> [Exercise] A single number is the answer here: how many lines of the entries contain "arkd"?

> [Given records]
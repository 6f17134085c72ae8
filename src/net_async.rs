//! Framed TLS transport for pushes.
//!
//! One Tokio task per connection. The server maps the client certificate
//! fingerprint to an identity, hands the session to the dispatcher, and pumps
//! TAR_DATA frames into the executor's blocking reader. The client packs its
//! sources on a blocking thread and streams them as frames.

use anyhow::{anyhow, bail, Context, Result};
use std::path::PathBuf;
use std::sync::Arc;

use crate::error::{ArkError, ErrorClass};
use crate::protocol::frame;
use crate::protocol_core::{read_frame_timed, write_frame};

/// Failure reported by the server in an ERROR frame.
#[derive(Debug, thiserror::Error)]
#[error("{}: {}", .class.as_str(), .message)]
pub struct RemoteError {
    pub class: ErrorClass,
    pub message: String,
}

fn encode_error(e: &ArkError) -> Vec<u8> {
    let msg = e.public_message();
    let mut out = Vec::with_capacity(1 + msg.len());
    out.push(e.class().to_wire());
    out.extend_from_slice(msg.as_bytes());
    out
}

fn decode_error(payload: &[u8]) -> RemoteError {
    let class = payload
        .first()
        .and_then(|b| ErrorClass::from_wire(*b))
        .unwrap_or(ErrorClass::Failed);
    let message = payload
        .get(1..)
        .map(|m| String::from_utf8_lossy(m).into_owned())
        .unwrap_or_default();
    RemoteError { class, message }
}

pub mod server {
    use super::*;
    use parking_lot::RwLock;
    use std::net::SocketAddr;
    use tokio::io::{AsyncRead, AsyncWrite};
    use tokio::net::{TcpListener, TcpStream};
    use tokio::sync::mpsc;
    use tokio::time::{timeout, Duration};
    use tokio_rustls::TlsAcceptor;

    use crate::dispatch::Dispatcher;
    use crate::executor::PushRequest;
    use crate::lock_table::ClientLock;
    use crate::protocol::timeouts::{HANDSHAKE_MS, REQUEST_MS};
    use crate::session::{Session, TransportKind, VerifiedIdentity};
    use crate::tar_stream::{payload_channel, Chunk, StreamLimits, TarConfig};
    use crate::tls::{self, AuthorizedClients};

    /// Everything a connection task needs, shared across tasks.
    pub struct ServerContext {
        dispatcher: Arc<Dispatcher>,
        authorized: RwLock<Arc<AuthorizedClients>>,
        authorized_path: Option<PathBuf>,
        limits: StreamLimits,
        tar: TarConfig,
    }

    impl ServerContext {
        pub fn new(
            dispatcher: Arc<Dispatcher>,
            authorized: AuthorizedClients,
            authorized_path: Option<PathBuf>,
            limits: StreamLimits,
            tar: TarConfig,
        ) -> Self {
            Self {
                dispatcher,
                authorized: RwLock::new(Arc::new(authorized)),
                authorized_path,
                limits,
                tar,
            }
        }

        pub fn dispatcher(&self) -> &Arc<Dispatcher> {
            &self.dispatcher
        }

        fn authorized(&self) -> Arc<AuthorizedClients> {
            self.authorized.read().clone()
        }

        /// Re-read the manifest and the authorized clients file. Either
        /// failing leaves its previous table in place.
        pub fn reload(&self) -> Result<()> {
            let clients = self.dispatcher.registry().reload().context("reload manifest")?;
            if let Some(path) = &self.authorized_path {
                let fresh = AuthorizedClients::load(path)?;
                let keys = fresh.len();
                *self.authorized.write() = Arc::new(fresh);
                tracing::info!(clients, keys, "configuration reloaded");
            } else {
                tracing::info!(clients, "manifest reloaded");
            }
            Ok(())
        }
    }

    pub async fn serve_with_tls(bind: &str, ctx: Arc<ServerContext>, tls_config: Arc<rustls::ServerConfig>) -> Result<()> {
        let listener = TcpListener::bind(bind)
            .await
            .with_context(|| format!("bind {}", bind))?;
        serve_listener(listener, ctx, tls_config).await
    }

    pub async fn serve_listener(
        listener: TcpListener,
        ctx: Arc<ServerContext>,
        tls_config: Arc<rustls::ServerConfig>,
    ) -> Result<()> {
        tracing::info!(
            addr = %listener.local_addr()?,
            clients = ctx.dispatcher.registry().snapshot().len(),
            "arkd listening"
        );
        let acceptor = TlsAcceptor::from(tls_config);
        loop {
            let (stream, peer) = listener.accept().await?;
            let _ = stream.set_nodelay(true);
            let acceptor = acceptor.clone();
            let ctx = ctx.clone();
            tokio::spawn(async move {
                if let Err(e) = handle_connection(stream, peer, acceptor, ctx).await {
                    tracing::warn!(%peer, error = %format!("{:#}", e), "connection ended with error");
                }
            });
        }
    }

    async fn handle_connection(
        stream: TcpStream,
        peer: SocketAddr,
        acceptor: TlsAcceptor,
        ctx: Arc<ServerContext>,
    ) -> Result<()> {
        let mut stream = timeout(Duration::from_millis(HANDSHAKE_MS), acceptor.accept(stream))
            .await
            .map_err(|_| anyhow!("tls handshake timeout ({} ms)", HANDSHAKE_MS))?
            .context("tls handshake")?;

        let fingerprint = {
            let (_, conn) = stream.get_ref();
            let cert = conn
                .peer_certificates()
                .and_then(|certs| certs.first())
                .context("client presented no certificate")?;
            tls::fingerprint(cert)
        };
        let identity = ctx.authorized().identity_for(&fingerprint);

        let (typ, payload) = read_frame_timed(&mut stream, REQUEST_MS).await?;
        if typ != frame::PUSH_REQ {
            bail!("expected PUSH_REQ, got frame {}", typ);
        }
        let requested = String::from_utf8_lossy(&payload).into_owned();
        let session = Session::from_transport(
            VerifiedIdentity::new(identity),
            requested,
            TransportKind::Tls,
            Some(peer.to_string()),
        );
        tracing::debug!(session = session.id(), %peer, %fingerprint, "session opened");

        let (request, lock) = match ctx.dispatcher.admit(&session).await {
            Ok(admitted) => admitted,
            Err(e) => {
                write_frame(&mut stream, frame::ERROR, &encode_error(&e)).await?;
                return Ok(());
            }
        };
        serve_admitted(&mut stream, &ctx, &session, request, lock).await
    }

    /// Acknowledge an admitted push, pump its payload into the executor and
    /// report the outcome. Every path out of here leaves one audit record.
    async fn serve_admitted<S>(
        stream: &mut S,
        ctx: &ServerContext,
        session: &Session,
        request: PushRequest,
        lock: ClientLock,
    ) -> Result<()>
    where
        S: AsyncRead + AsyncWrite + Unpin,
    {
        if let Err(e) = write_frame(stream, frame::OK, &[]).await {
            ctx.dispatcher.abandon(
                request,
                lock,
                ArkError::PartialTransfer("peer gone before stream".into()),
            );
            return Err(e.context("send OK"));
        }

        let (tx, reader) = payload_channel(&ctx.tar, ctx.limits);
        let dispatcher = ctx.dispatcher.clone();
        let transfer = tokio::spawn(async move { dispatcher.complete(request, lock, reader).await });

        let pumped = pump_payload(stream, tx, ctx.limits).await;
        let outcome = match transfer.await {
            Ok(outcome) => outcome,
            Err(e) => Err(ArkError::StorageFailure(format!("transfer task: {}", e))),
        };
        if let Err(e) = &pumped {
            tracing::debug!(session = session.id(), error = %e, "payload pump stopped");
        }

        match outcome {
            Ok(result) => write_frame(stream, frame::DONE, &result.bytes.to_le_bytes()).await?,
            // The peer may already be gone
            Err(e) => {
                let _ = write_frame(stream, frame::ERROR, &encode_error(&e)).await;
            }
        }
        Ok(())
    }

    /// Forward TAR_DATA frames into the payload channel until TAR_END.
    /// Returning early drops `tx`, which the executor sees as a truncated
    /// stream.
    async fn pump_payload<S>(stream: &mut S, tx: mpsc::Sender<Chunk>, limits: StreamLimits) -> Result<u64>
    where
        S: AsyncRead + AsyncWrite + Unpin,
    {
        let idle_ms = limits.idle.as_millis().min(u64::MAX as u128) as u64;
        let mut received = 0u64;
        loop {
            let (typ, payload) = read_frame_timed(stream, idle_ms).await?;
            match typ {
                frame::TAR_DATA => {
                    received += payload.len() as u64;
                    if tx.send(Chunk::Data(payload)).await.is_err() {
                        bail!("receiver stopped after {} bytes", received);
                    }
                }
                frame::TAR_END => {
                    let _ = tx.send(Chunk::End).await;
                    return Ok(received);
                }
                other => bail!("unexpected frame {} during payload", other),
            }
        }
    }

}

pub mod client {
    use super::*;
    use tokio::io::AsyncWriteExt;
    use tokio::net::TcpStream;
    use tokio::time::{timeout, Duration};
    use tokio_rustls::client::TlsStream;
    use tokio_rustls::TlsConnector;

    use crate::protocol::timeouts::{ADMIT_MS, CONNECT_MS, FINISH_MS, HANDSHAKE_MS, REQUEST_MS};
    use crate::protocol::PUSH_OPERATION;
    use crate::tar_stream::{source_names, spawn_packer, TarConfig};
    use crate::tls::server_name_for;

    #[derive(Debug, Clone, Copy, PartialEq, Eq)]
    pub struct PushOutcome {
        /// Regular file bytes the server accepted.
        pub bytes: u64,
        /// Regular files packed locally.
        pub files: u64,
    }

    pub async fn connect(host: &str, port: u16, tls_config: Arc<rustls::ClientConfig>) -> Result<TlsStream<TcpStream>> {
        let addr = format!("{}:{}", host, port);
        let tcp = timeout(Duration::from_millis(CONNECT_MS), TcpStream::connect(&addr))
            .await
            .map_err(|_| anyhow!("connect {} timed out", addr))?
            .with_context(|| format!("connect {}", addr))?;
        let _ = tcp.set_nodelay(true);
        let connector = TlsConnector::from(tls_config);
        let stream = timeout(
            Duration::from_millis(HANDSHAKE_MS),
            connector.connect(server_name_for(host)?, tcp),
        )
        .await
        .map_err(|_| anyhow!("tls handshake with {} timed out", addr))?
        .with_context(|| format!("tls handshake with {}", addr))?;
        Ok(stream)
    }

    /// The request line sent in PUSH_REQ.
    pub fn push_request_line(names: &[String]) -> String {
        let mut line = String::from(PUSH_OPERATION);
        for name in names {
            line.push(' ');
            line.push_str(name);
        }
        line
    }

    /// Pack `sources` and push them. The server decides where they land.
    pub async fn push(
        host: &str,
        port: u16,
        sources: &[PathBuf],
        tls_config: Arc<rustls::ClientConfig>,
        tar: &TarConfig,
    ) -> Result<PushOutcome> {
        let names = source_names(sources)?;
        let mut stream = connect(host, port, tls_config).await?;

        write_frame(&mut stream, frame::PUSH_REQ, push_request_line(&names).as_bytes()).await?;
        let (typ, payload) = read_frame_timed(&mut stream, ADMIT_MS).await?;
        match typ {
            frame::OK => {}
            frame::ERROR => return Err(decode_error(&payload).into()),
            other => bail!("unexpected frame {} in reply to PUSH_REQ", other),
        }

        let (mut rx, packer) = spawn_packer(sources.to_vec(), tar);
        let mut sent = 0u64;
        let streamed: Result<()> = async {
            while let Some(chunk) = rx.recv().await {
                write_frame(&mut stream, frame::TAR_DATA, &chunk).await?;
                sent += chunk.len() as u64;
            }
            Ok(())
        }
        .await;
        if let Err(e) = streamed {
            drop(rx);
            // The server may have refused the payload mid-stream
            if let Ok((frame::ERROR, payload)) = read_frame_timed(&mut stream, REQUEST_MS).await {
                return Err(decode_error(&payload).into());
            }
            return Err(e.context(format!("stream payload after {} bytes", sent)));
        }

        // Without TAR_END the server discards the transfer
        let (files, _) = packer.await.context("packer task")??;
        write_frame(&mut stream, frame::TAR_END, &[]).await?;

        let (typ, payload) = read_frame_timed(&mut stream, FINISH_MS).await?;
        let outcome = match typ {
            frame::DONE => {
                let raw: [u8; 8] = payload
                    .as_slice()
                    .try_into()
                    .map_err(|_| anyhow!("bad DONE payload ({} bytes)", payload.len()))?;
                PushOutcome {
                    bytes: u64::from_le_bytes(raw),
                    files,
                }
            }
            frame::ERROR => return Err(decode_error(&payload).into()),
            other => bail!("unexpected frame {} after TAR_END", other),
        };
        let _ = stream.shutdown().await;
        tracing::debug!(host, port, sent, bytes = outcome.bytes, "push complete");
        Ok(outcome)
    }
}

---

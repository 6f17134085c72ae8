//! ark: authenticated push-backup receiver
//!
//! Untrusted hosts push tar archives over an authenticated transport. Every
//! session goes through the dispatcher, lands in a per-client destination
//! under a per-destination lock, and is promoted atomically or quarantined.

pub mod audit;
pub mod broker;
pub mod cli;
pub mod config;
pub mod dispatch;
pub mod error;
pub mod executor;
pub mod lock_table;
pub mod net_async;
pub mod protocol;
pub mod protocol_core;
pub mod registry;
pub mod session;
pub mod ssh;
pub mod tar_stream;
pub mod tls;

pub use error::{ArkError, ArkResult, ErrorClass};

--

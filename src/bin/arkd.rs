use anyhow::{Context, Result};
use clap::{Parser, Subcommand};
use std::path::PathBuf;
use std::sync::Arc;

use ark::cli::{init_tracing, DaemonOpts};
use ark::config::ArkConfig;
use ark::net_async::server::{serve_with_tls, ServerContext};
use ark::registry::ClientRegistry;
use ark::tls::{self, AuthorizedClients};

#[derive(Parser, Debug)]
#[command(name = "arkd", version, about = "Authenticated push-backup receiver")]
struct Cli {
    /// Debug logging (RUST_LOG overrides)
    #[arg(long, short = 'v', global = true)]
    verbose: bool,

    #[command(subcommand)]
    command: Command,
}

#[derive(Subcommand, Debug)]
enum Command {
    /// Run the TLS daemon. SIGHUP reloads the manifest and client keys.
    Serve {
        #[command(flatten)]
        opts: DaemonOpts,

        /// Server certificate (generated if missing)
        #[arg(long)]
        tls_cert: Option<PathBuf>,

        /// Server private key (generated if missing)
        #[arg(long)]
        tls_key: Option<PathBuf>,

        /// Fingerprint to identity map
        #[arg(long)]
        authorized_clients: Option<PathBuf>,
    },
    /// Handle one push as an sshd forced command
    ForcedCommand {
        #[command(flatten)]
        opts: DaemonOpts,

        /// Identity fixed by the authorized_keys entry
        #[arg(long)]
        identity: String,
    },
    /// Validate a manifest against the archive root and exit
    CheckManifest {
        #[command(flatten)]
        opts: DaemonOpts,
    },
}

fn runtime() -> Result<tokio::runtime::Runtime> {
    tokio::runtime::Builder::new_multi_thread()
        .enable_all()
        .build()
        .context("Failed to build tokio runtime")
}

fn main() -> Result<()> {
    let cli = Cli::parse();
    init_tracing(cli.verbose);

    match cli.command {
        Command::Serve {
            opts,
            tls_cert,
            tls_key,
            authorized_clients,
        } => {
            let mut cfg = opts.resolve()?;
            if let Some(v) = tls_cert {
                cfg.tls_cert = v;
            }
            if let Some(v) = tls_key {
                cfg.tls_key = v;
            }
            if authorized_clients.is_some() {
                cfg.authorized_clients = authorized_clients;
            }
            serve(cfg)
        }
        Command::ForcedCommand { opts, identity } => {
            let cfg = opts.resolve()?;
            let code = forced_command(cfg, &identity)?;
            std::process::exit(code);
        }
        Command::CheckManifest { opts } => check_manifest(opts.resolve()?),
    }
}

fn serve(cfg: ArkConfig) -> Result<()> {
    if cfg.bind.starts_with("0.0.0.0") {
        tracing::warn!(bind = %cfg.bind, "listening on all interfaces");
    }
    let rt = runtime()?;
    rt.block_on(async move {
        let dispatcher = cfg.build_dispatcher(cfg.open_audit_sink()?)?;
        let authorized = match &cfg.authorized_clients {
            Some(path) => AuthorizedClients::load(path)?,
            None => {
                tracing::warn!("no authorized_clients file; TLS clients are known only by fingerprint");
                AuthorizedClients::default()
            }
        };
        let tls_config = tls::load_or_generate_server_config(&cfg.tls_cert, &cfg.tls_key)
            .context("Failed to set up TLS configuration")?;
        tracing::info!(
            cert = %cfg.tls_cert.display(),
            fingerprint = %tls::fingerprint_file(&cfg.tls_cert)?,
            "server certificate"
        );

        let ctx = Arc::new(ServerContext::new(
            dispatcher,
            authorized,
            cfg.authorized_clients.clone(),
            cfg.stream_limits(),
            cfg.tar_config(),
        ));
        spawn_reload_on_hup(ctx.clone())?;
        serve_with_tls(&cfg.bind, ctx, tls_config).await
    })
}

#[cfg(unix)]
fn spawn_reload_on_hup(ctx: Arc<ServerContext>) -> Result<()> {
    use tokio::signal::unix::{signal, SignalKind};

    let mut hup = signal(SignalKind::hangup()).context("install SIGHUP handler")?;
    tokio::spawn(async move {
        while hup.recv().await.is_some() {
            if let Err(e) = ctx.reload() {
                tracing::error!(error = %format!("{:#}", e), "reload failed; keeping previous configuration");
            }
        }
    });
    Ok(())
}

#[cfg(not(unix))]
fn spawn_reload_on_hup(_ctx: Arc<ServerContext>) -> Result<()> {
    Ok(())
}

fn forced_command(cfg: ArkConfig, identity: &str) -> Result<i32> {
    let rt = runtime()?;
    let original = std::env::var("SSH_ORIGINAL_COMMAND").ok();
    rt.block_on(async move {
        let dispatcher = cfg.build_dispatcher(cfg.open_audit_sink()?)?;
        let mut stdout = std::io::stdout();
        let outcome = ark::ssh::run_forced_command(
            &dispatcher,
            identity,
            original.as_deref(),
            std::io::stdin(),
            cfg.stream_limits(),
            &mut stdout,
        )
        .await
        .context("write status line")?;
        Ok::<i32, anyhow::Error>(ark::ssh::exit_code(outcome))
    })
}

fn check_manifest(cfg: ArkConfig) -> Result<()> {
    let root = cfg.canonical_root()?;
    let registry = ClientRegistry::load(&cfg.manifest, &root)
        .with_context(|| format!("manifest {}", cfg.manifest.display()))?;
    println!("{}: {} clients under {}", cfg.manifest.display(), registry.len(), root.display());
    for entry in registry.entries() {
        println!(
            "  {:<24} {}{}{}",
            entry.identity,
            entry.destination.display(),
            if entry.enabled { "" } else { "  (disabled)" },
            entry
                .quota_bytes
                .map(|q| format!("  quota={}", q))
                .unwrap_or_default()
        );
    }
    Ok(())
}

> [Answer to the problem] 3